Ukraine expects to sign over €10 billion in deals at the Poland reconstruction conference, as the EU transfers the first loan tranche to Kyiv.
GDANSK: Ukraine expects to sign deals worth more than €10 billion euros over the next two days at a reconstruction conference in Poland, its prime minister said on Thursday, as the European Union transferred the first tranche of a big loan to Kyiv.
The announcement at the start of the Ukraine Recovery Conference in the Baltic port city of Gdansk struck a positive tone for an event that had looked likely to be overshadowed by a row between Warsaw and Kyiv over World War Two-era massacres.
Ukrainian Prime Minister Yulia Syvyrdenko said Kyiv expected to sign more than 160 agreements at the conference, taking place after more than four years of war following Russia’s invasion of Ukraine. She said the deals would cover areas including defence, business and regional development.
“The challenges facing our continent are existential… We’re forced to innovate to survive, and this has become our superpower,” she said. “So Ukraine empowers European defence. Ukraine empowers energy resilience.”
‘INVESTING IN EUROPE’S FUTURE’
Svyrydenko said the first €3.2-billion-euro ($3.63 billion)tranche of a €90-billion EU loan would be announced.

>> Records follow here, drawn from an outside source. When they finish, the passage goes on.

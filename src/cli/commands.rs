//! CLI Command Implementations
//!
//! Implements the actual logic for each CLI command.

use std::collections::HashSet;
use std::path::{Path, PathBuf};

use anyhow::{bail, Context, Result};
use sha2::{Digest, Sha256};
use tracing::{info, warn};
use walkdir::WalkDir;

use crate::engine::inspect_wav;
use crate::pipeline::{
    Pipeline, PipelineConfig, PipelineReport, ValidationPolicy, ValidationResult,
};

/// File extensions picked up by `batch`
const AUDIO_EXTENSIONS: &[&str] = &[
    "wav", "flac", "ogg", "oga", "mp3", "m4a", "mp4", "aac", "mkv",
];

/// Browser capture formats, Opus in practice
#[cfg(feature = "opus")]
const OPUS_EXTENSIONS: &[&str] = &["webm", "opus"];
#[cfg(not(feature = "opus"))]
const OPUS_EXTENSIONS: &[&str] = &[];

/// Load a configuration file, or the defaults
pub fn load_config(path: Option<&Path>, sample_rate: Option<u32>) -> Result<PipelineConfig> {
    let mut config = match path {
        Some(path) => PipelineConfig::from_json_file(path)
            .with_context(|| format!("loading config {}", path.display()))?,
        None => PipelineConfig::default(),
    };
    if let Some(rate) = sample_rate {
        config.target_sample_rate = rate;
    }
    Ok(config)
}

/// Hex SHA-256 of a blob
pub fn digest_hex(bytes: &[u8]) -> String {
    format!("{:x}", Sha256::digest(bytes))
}

/// Preprocess one recording. Returns the verdict when a policy was given.
pub fn process(
    input: &Path,
    output: &Path,
    config: PipelineConfig,
    policy: Option<ValidationPolicy>,
) -> Result<Option<ValidationResult>> {
    info!("Processing: {}", input.display());

    let bytes = std::fs::read(input).with_context(|| format!("reading {}", input.display()))?;
    let pipeline = Pipeline::new(config)?;
    let sample = pipeline
        .process(&bytes)
        .with_context(|| format!("preprocessing {}", input.display()))?;

    std::fs::write(output, sample.wav.as_bytes())
        .with_context(|| format!("writing {}", output.display()))?;

    print_report(output, &sample.report, sample.wav.as_bytes());

    let verdict = policy.map(|policy| pipeline.validate(sample.wav.as_bytes(), &policy));
    if let Some(verdict) = &verdict {
        print_verdict(verdict);
    }
    Ok(verdict)
}

/// Validate a file against explicit thresholds
pub fn validate(input: &Path, policy: &ValidationPolicy, json: bool) -> Result<ValidationResult> {
    let bytes = std::fs::read(input).with_context(|| format!("reading {}", input.display()))?;
    let verdict = Pipeline::default().validate(&bytes, policy);

    if json {
        println!("{}", serde_json::to_string_pretty(&verdict)?);
    } else {
        print_verdict(&verdict);
    }
    Ok(verdict)
}

/// Print the format of a WAV file
pub fn inspect(input: &Path) -> Result<()> {
    let bytes = std::fs::read(input).with_context(|| format!("reading {}", input.display()))?;
    let info = inspect_wav(&bytes)?;

    println!("File: {}", input.display());
    println!("Channels: {}", info.channels);
    println!("Sample rate: {} Hz", info.sample_rate);
    println!("Bit depth: {}", info.bits_per_sample);
    println!("Duration: {:.2}s ({} frames)", info.duration_secs, info.frames);
    println!("SHA-256: {}", digest_hex(&bytes));
    Ok(())
}

/// Outcome of a batch run
#[derive(Debug, Default)]
pub struct BatchSummary {
    pub processed: Vec<PathBuf>,
    pub failed: Vec<(PathBuf, String)>,
}

/// Preprocess every recording under `input_dir`
///
/// The directory layout is mirrored under `output_dir`. Individual failures
/// are reported and skipped. When `output_dir` sits inside `input_dir` it is
/// not scanned.
pub fn batch(input_dir: &Path, output_dir: &Path, config: PipelineConfig) -> Result<BatchSummary> {
    std::fs::create_dir_all(output_dir)
        .with_context(|| format!("creating {}", output_dir.display()))?;
    let input_root = input_dir
        .canonicalize()
        .with_context(|| format!("resolving {}", input_dir.display()))?;
    let output_root = output_dir
        .canonicalize()
        .with_context(|| format!("resolving {}", output_dir.display()))?;
    if input_root == output_root {
        bail!("output directory must differ from the input directory");
    }

    let pipeline = Pipeline::new(config)?;
    let mut summary = BatchSummary::default();
    let mut claimed = HashSet::new();

    let walker = WalkDir::new(&input_root)
        .sort_by_file_name()
        .into_iter()
        .filter_entry(|entry| !entry.path().starts_with(&output_root));

    for entry in walker {
        let entry = entry.with_context(|| format!("scanning {}", input_dir.display()))?;
        if !entry.file_type().is_file() || !is_audio_file(entry.path()) {
            continue;
        }

        let input = entry.path();
        let relative = input.strip_prefix(&input_root).unwrap_or(input);
        let output = claim_output_path(output_dir, relative, &mut claimed);

        let result = std::fs::read(input)
            .map_err(anyhow::Error::from)
            .and_then(|bytes| Ok(pipeline.process(&bytes)?))
            .and_then(|sample| {
                if let Some(parent) = output.parent() {
                    std::fs::create_dir_all(parent)?;
                }
                std::fs::write(&output, sample.wav.as_bytes())?;
                Ok(sample)
            });

        match result {
            Ok(sample) => {
                println!(
                    "{} -> {} ({:.1}s, {})",
                    input.display(),
                    output.display(),
                    sample.report.output_duration_secs,
                    &digest_hex(sample.wav.as_bytes())[..12]
                );
                summary.processed.push(output);
            }
            Err(e) => {
                warn!("Skipping {}: {:#}", input.display(), e);
                summary.failed.push((input.to_path_buf(), format!("{:#}", e)));
            }
        }
    }

    println!(
        "Batch complete: {} processed, {} failed",
        summary.processed.len(),
        summary.failed.len()
    );
    Ok(summary)
}

/// Output path for a recording, unique within one batch run
///
/// `dir/take.m4a` maps to `dir/take.wav`; if another recording already took
/// that name, the source extension is kept (`dir/take.m4a.wav`).
fn claim_output_path(
    output_dir: &Path,
    relative: &Path,
    claimed: &mut HashSet<PathBuf>,
) -> PathBuf {
    let mut candidate = output_dir.join(relative).with_extension("wav");
    if claimed.insert(candidate.clone()) {
        return candidate;
    }

    let mut name = relative.file_name().unwrap_or_default().to_os_string();
    loop {
        name.push(".wav");
        candidate = output_dir.join(relative).with_file_name(&name);
        if claimed.insert(candidate.clone()) {
            return candidate;
        }
    }
}

fn is_audio_file(path: &Path) -> bool {
    path.extension()
        .and_then(|ext| ext.to_str())
        .map(|ext| ext.to_ascii_lowercase())
        .map(|ext| {
            AUDIO_EXTENSIONS.contains(&ext.as_str()) || OPUS_EXTENSIONS.contains(&ext.as_str())
        })
        .unwrap_or(false)
}

fn print_report(output: &Path, report: &PipelineReport, wav: &[u8]) {
    println!("Wrote: {}", output.display());
    println!(
        "Duration: {:.2}s -> {:.2}s ({} channel(s) in, mono out, {} Hz)",
        report.input_duration_secs,
        report.output_duration_secs,
        report.source_channels,
        report.sample_rate
    );
    println!(
        "Trimmed: {} leading, {} trailing samples",
        report.trimmed_leading, report.trimmed_trailing
    );
    println!(
        "Level: {:.1} dBFS RMS -> {:.1} dBFS RMS, peak {:.1} dBFS (gain x{:.3}{})",
        report.pre_normalize.rms_db(),
        report.output.rms_db(),
        report.output.peak_db(),
        report.applied_gain,
        if report.peak_limited { ", peak limited" } else { "" }
    );
    for (stage, reason) in &report.skipped {
        println!("Skipped {}: {}", stage, reason);
    }
    println!("SHA-256: {}", digest_hex(wav));
}

fn print_verdict(verdict: &ValidationResult) {
    if verdict.valid {
        println!("Valid sample ({:.1}s)", verdict.duration_secs);
    } else {
        println!(
            "Not usable: {}",
            verdict.message.as_deref().unwrap_or("unknown reason")
        );
    }
}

European Commission President Ursula von der Leyen said the cash was being transferred to Kyiv on Thursday, and Ukraine’s Finance Ministry later confirmed it had been received.
Ukraine has said it will use the loan for defence and security, energy resilience and covering its budget deficit.
Von der Leyen said a promised investment fund for the reconstruction of Ukraine, backed by the EU, France, Germany and Poland, was also “ready to go” and could mobilise around €500 million this year.
“The message is simple that we are sending to investors,” she said. “When you invest in Ukraine, you’re not only investing in Ukraine’s future, but you are investing in Europe’s future.”
The recovery forum is the main annual international event dedicated to Ukraine’s reconstruction following the devastation caused by Russian attacks, including on Ukrainian energy infrastructure.
Rebuilding Ukraine’s economy will cost an estimated $588 billion over the next decade, the World Bank, United Nations, European Commission and the Ukrainian government said in February.
Polish Prime Minister Donald Tusk said the choice of Gdansk as the conference venue was symbolic because it was rebuilt after being devastated in World War Two.
Tusk has been trying to calm tensions between Kyiv and Warsaw after Ukrainian President Volodymyr Zelenskiy named an army unit after the Ukrainian Insurgent Army.
Some Ukrainians regard the UPA as heroes for the resistance they mounted against the Soviet Union and Nazi Germany, and as symbols of Kyiv’s struggle for independence from Moscow.
But the UPA was also involved in the Volhynia massacres, a series of killings from 1943 to 1945 in which Poland says around 100,000 Poles were killed by Ukrainian nationalists. Thousands of Ukrainians also died in reprisal killings.
Polish President Karol Nawrocki, a political opponent of Tusk, stripped Zelenskiy of a top honour over the dispute.
“Ukraine rightly wants to be part of a United Europe,” Tusk said. “The condition for true, full unification has always been an understanding of one’s own history and a genuine capacity and willingness for reconciliation.”